Living in the glorious Spanish sunshine certainly doesn't guarantee a long and happy life if your business is cocaine, though. Only recently one wealthy car dealer who specialised in selling cars with hard-to-trace Belgian number plates to cocaine gangsters was found shot dead in his black BMW
right slap bang in the middle of one of Marbella's most desirable residential areas. It was rumoured that he'd double-crossed a Colombian after trying to muscle into the cocaine trafficking game.

* * *

I first uncovered the shady world of cocaine smuggling some years ago when I was in southern Spain researching a book about British road rage killer and underworld kingpin Kenneth Noye. At the time, I knew little about the so-called Costa del Crime, which runs from Málaga west along the coast past Fuengirola and Marbella to Estepona and beyond. When I tracked down some real-life villains for my book on Noye they painted an extraordinary picture of a society within a society where cocaine criminals and tame police existed together in their own twisted netherworld, operating according to their own rules. Flying into Málaga airport and then turning right at the motorway exit was the equivalent of driving into a vast, sun-soaked cocaine resort.

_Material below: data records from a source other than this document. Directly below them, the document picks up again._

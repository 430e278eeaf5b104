//! 硬件能力领域模型

use serde::{Deserialize, Serialize};
use std::fmt;
use std::str::FromStr;

/// 硬件变体（决定使用哪个镜像 tag / 运行时 overlay）
#[derive(Clone, Copy, Debug, PartialEq, Eq, Hash, PartialOrd, Ord, Serialize, Deserialize)]
#[serde(rename_all = "lowercase")]
pub enum HardwareVariant {
    Cuda,
    Rocm,
    Strix,
    Vulkan,
    Cpu,
}

impl HardwareVariant {
    pub const ALL: [HardwareVariant; 5] = [
        HardwareVariant::Cuda,
        HardwareVariant::Rocm,
        HardwareVariant::Strix,
        HardwareVariant::Vulkan,
        HardwareVariant::Cpu,
    ];

    pub fn as_str(&self) -> &'static str {
        match self {
            HardwareVariant::Cuda => "cuda",
            HardwareVariant::Rocm => "rocm",
            HardwareVariant::Strix => "strix",
            HardwareVariant::Vulkan => "vulkan",
            HardwareVariant::Cpu => "cpu",
        }
    }

    /// 是否需要 GPU 前置依赖
    pub fn is_gpu(&self) -> bool {
        !matches!(self, HardwareVariant::Cpu)
    }
}

impl fmt::Display for HardwareVariant {
    fn fmt(&self, f: &mut fmt::Formatter<'_>) -> fmt::Result {
        f.write_str(self.as_str())
    }
}

impl FromStr for HardwareVariant {
    type Err = String;

    fn from_str(s: &str) -> Result<Self, Self::Err> {
        match s.trim().to_lowercase().as_str() {
            "cuda" | "nvidia" => Ok(HardwareVariant::Cuda),
            "rocm" | "amd" => Ok(HardwareVariant::Rocm),
            "strix" => Ok(HardwareVariant::Strix),
            "vulkan" => Ok(HardwareVariant::Vulkan),
            "cpu" => Ok(HardwareVariant::Cpu),
            other => Err(format!("unknown hardware variant: {}", other)),
        }
    }
}

/// 检测结论的置信度
#[derive(Clone, Copy, Debug, PartialEq, Eq, Serialize, Deserialize)]
#[serde(rename_all = "lowercase")]
pub enum Confidence {
    High,
    Medium,
    Low,
}

/// 检测结论：推荐某个变体，或架构不受支持
#[derive(Clone, Debug, PartialEq, Serialize, Deserialize)]
#[serde(tag = "detected", rename_all = "lowercase")]
pub enum Detection {
    Supported { variant: HardwareVariant },
    Unsupported { reason: String },
}

/// NVIDIA 探测结果
#[derive(Clone, Debug, Default, PartialEq, Serialize, Deserialize)]
pub struct NvidiaInfo {
    pub present: bool,
    pub gpu_name: Option<String>,
    pub cuda_version: Option<String>,
}

/// AMD ROCm 探测结果
#[derive(Clone, Debug, Default, PartialEq, Serialize, Deserialize)]
pub struct RocmInfo {
    pub present: bool,
    pub product_name: Option<String>,
    pub version: Option<String>,
}

/// 硬件能力描述
///
/// 每次检测都重新计算，不做跨部署缓存
#[derive(Clone, Debug, PartialEq, Serialize, Deserialize)]
pub struct HardwareCapability {
    pub architecture: String,
    pub docker_available: bool,
    pub docker_version: Option<String>,
    pub nvidia: NvidiaInfo,
    pub rocm: RocmInfo,
    pub strix: bool,
    pub cpu_model: Option<String>,
    pub vulkan: bool,
    #[serde(flatten)]
    pub detection: Detection,
    pub confidence: Confidence,
}

impl HardwareCapability {
    /// 架构不受支持时的结果（不再做其它探测）
    pub fn unsupported(architecture: impl Into<String>, reason: impl Into<String>) -> Self {
        Self {
            architecture: architecture.into(),
            docker_available: false,
            docker_version: None,
            nvidia: NvidiaInfo::default(),
            rocm: RocmInfo::default(),
            strix: false,
            cpu_model: None,
            vulkan: false,
            detection: Detection::Unsupported {
                reason: reason.into(),
            },
            confidence: Confidence::High,
        }
    }

    /// 推荐的变体，架构不受支持时为 None
    pub fn recommended(&self) -> Option<HardwareVariant> {
        match &self.detection {
            Detection::Supported { variant } => Some(*variant),
            Detection::Unsupported { .. } => None,
        }
    }

    pub fn is_supported(&self) -> bool {
        matches!(self.detection, Detection::Supported { .. })
    }

    pub fn unsupported_reason(&self) -> Option<&str> {
        match &self.detection {
            Detection::Unsupported { reason } => Some(reason),
            Detection::Supported { .. } => None,
        }
    }
}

Many of the ‘old-school' British criminals I interviewed for this book switched from robbery to cocaine after hearing about the massive profits from other prisoners as they served out their sentences in the 1970s. They learned how the combined costs of the coca leaves, the chemicals and the cheap labour back in South America added up to less than £1,000 to produce a kilo of 100 per cent pure cocaine, which would be sold out of Colombia for £6,000. Once transported to northern Spain, it would then go on the wholesale market for as much as £60,000 a kilo.

Moving from wholesaling to retailing guaranteed those astounding profits went even higher. After being cut a number of times by interim dealers to boost the weight and maintain the profit margin, the end product often contained no more than 15–20 per cent actual cocaine. ‘That was the sweetest aspect of all,' one old-time robber explained to me many years later. ‘You could bash on it and turn a gram into four grams. What a business!' So when those Brit villains did their sums they realised that by selling the coke for £60 a gram, with 1,000 grams to the kilo, all the deals running smoothly, the kilo purchased for £6,000 in Colombia could generate street sales in Europe of at least ten times that amount.